Described as “New York City’s gonzo anti-folk punk rock radical leftist hootenanny”, OUT OF SYSTEM TRANSFER combine elements of traditional folk protest music, New York anti-folk, and punk rock to create their high-energy, engaging, and thoughtful sound. Prior to Covid, they toured extensively throughout the US, Canada, Mexico, and Europe with plans to return to the road after if conditions allow, and today we’re honored to partner up with them to give you the first listen of their new album “Just Be Loud”, an adventurous and ridiculously fun offering that compiles the horror, helplessness, and despair of living in today’s America, but also the joy of resistance, the beauty of performance, and the need for caring communities. With influences ranging from anarcho punk, old-timey showtunes, bluegrass, Black Sabbath, and more, the sonic landscape of the album is just as dynamic as its subject matter. Listen to the full thing and scroll down to read our brief interview below.
There’s something refreshingly raw in the urgency of folk punk. And Brooklyn, NY band Out of System Transfer excel at understanding while testing the rules of the genre. With sonic references to AJJ, The Mountain Goats, and Days N Daze, the band has created a raucous collection of songs with their new record Just Be Loud. If the title alone isn’t enough to convince you to listen, the blown-out acoustic strums, dancing basslines, and playful trombone will whisk you away into a world of basement shows and earnest folks. A world that feels far away from us now.
While there’s certainly a fair share of comforting nihilism in the lyrics, Out of System Transfer are fighting to make a positive difference in this modern era. The band recalls, “Just Be Loud is 12 songs about the horror, helplessness, and despair of living in today’s America but also the joy of resistance, the beauty of performance, and the need for caring communities.” They’re a band that truly gets to the heart of matters, all the while providing earwormy melodies and upbeat, scrappy, and delightful music. And remember – play it loud!
OUT OF SYSTEM TRANSFER are: Jesse Sternberg, Guitar; Danielle Kolker, Banjolele; Jon Good, Trombone; and Jesse Jacobsen, Bass Guitar.

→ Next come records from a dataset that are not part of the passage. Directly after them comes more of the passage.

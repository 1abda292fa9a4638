//! Slate Plugin System
//!
//! Provides the contract between a host and its plugins:
//! - Capabilities (commands, omnibar, notifications) the host injects
//! - Plugins (activated once with the capability bundle)
//! - Command handlers (invoked by the host with a single argument)
//!
//! Plugins never reach for globals: everything they may touch arrives
//! through the [`Host`] passed to [`Plugin::activate`].

mod traits;
mod host;
mod registry;
mod clock;

pub use traits::{
    Plugin, PluginMeta,
    CommandHandler,
    Commands, Omnibar, Notifications,
};
pub use host::Host;
pub use registry::CommandRegistry;
pub use clock::{Clock, SystemClock, ManualClock, format_time};

/// Re-export core types for plugin authors
pub mod prelude {
    pub use crate::{
        Plugin, PluginMeta, CommandHandler,
        Commands, Omnibar, Notifications,
        Host, CommandRegistry,
        Clock, SystemClock, format_time,
    };
    pub use async_trait::async_trait;
    pub use slate_core::prelude::*;
}
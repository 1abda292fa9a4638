//! Wall-clock access for plugins

use chrono::{Duration, Local, NaiveTime};
use std::sync::{Mutex, PoisonError};

/// Source of the current local time of day
pub trait Clock: Send + Sync {
    fn local_time(&self) -> NaiveTime;
}

/// Reads the system clock in the local timezone
#[derive(Debug, Clone, Copy, Default)]
pub struct SystemClock;

impl Clock for SystemClock {
    fn local_time(&self) -> NaiveTime {
        Local::now().time()
    }
}

/// Clock that only moves when told to
#[derive(Debug)]
pub struct ManualClock {
    now: Mutex<NaiveTime>,
}

impl ManualClock {
    pub fn new(now: NaiveTime) -> Self {
        Self { now: Mutex::new(now) }
    }

    pub fn set(&self, now: NaiveTime) {
        *self.now.lock().unwrap_or_else(PoisonError::into_inner) = now;
    }

    /// Move forward, wrapping past midnight.
    pub fn advance(&self, by: Duration) {
        let mut now = self.now.lock().unwrap_or_else(PoisonError::into_inner);
        *now = now.overflowing_add_signed(by).0;
    }
}

impl Clock for ManualClock {
    fn local_time(&self) -> NaiveTime {
        *self.now.lock().unwrap_or_else(PoisonError::into_inner)
    }
}

/// Locale-style 12-hour time, e.g. `3:04:05 PM`
pub fn format_time(time: NaiveTime) -> String {
    time.format("%-I:%M:%S %p").to_string()
}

You talk about balancing hopelessness and joy in your work. How did that balancing act seep into the songs on Just Be Loud?
Wth this record we really wanted to both capture the despair that so many people have been feeling and also look to art and activism as two major sources of hope.
I’ll give you two examples.The song “House of the Deaf” is based on the last days of the painter Francisco Goya. At the time he was in failing mental and physical health, had buried several children, had abandoned all hope of making his mark as a painter and of democracy for Spain, and was living in total isolation, making paintings on the wall he thought no one would ever see.. On the other hand, after his death, those paintings became the most famous and beloved of his career and now hang at the Prado in Madrid. So to me the song is about the despair we were feeling last year, pouring your heart into art with no audience, and the hope that it will find one someday, even if we’re already dead by then.
The other example is the song “Year Without a Summer,” which came out of the Black LIves Matter protests of last year. I felt like, in addition to the horrific police abuses that inspired the movement of course, a big part of the energy behind the movement was the hopelessness everyone had been feeling after months of lockdown with so little help and support. I think for many people the movement became a place to find new hope and purpose and to be a part of something larger again.
Did you make this record live? The interplay between trombone, guitar, and bass feels so natural.
Guitar, bass, banjolele, most vocals, and most of the trombone parts were recorded live and without a click track, and then we added just a few overdubs. We are a live band and it’s important to us to get the live feel on our recordings. There’s a specific sound of a room full of musicians playing together that’s greater than the sum of its parts, and I think this is the best we’ve captured that sound so far, thanks to some great engineering from Dan Shatsky and Sarah Egress.
What is the folk punk scene like in Brooklyn?
Brooklyn doesn’t really have much of a folk-punk scene, specifically, to speak of. There’s the antifolk scene, and there’s the queer/political side of the punk scene, and we have kind of a foot in each one. There’s a few other similar acts like Brook Pridemore, Cruel Children, but not a lot of what people think of as “folk punk” in the rest of the country. For us, that’s just as well, because we prefer playing diverse bills to diverse audiences, and we thrive on the mixed genre shows. I would say an ideal bill for us would be a straight folk act, a straight punk act, and us bridging the gap between the two..
What’s next for Out of System Transfer? Where can listeners find you in the next couple of months?
We’re touring the Northeast and Midwest immediately after the album release in September, and have a homecoming/album release show in Brooklyn October 1st. We’re hoping to tour the South in November and the rest of the country and Canada in the spring, but of course that all depends on Covid stuff. We were planning another European tour before COVID and wanted to go back to Mexico as well, so looking forward to that in the next couple years as things continue to open up.